BEGIN Data for review

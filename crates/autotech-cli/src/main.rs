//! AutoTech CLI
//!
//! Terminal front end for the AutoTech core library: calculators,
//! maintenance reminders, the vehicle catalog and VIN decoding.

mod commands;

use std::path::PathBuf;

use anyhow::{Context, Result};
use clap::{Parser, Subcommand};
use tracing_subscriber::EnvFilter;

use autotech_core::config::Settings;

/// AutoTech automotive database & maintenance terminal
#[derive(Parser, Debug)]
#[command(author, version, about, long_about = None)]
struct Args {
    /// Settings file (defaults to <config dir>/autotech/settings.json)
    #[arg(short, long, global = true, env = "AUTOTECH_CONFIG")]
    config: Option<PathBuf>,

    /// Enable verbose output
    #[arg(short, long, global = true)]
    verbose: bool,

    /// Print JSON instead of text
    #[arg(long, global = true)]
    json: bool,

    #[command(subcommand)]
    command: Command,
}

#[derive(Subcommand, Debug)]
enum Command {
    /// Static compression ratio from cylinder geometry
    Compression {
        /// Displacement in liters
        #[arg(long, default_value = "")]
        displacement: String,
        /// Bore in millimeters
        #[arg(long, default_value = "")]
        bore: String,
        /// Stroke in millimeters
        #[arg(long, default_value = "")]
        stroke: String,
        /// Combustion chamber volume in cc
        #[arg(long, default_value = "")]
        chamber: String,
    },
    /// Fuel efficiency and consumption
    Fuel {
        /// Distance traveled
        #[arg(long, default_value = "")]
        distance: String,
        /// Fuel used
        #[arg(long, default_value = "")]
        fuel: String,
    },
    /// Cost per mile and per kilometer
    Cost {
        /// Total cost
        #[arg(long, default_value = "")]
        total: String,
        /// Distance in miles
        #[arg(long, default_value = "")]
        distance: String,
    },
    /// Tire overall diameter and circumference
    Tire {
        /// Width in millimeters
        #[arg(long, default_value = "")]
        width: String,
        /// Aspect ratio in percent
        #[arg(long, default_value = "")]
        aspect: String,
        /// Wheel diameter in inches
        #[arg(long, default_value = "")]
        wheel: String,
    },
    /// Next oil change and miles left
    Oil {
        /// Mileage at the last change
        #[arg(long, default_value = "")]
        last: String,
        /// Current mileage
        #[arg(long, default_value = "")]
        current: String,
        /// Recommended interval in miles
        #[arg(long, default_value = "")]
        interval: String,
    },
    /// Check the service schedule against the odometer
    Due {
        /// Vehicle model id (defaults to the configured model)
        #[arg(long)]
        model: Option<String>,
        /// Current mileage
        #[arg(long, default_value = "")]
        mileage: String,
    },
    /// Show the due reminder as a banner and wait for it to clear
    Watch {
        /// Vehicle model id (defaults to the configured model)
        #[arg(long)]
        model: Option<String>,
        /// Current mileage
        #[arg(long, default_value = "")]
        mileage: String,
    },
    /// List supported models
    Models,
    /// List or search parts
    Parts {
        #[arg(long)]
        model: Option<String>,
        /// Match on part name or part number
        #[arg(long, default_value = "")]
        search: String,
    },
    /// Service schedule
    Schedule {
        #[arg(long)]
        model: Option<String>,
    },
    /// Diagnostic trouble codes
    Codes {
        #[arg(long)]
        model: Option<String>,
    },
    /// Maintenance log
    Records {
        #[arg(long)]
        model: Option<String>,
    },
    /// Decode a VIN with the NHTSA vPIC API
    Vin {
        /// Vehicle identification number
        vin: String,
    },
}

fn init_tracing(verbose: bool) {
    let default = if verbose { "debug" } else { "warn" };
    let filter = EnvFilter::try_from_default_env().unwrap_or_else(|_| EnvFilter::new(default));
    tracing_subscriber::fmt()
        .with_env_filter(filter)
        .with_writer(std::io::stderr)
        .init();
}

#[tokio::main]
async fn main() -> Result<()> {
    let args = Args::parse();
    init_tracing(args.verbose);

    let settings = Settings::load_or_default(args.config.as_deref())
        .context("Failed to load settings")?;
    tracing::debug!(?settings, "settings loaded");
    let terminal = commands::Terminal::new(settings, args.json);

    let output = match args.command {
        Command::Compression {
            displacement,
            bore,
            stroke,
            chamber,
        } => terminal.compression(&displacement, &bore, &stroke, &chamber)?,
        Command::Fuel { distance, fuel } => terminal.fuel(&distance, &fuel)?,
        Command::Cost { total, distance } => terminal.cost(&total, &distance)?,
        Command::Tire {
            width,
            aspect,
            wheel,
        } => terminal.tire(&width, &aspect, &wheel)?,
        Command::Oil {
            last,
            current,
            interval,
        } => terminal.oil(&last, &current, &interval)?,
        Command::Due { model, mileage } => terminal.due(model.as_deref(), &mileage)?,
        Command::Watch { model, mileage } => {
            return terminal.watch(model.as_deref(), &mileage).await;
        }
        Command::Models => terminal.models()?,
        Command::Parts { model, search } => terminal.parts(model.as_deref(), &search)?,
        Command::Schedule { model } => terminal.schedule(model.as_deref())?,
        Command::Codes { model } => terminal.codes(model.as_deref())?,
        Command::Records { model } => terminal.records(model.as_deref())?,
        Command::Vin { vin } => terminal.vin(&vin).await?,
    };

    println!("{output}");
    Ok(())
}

END Data for review
BEGIN Data for review

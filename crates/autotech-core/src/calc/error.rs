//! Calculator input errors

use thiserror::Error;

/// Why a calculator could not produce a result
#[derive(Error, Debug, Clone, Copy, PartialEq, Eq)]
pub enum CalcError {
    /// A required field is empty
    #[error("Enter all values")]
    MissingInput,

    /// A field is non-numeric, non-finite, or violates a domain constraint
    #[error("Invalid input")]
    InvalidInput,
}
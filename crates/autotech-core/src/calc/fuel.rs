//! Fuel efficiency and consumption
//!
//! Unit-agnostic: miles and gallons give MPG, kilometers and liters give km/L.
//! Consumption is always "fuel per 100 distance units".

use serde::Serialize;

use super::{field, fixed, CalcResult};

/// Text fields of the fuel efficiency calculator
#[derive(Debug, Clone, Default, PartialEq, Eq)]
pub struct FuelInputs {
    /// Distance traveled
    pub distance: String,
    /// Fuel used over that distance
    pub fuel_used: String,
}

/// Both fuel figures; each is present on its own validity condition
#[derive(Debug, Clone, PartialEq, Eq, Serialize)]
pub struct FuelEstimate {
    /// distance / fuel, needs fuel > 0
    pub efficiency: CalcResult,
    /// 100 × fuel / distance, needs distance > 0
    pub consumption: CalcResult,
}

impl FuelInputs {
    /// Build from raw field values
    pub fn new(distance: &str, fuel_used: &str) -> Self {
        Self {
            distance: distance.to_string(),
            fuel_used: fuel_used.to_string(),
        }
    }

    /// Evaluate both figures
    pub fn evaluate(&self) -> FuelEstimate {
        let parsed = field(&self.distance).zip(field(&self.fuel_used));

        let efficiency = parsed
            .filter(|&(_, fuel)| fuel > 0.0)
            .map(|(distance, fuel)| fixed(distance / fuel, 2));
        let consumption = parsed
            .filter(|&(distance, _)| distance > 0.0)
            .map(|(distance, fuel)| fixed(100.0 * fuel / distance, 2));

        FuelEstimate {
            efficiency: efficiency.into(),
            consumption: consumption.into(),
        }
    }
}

END Data for review

What needs to be done.
A verbatim transcription is needed of the lines above, starting at the line with "liters give km/L." and ending at the line with "fuel > 0.0)", both included, and of nothing else.

Output of the exercise.
//! Unit-agnostic: miles and gallons give MPG, kilometers and liters give km/L.
//! Consumption is always "fuel per 100 distance units".

use serde::Serialize;

use super::{field, fixed, CalcResult};

/// Text fields of the fuel efficiency calculator
#[derive(Debug, Clone, Default, PartialEq, Eq)]
pub struct FuelInputs {
    /// Distance traveled
    pub distance: String,
    /// Fuel used over that distance
    pub fuel_used: String,
}

/// Both fuel figures; each is present on its own validity condition
#[derive(Debug, Clone, PartialEq, Eq, Serialize)]
pub struct FuelEstimate {
    /// distance / fuel, needs fuel > 0
    pub efficiency: CalcResult,
    /// 100 × fuel / distance, needs distance > 0
    pub consumption: CalcResult,
}

impl FuelInputs {
    /// Build from raw field values
    pub fn new(distance: &str, fuel_used: &str) -> Self {
        Self {
            distance: distance.to_string(),
            fuel_used: fuel_used.to_string(),
        }
    }

    /// Evaluate both figures
    pub fn evaluate(&self) -> FuelEstimate {
        let parsed = field(&self.distance).zip(field(&self.fuel_used));

        let efficiency = parsed
            .filter(|&(_, fuel)| fuel > 0.0)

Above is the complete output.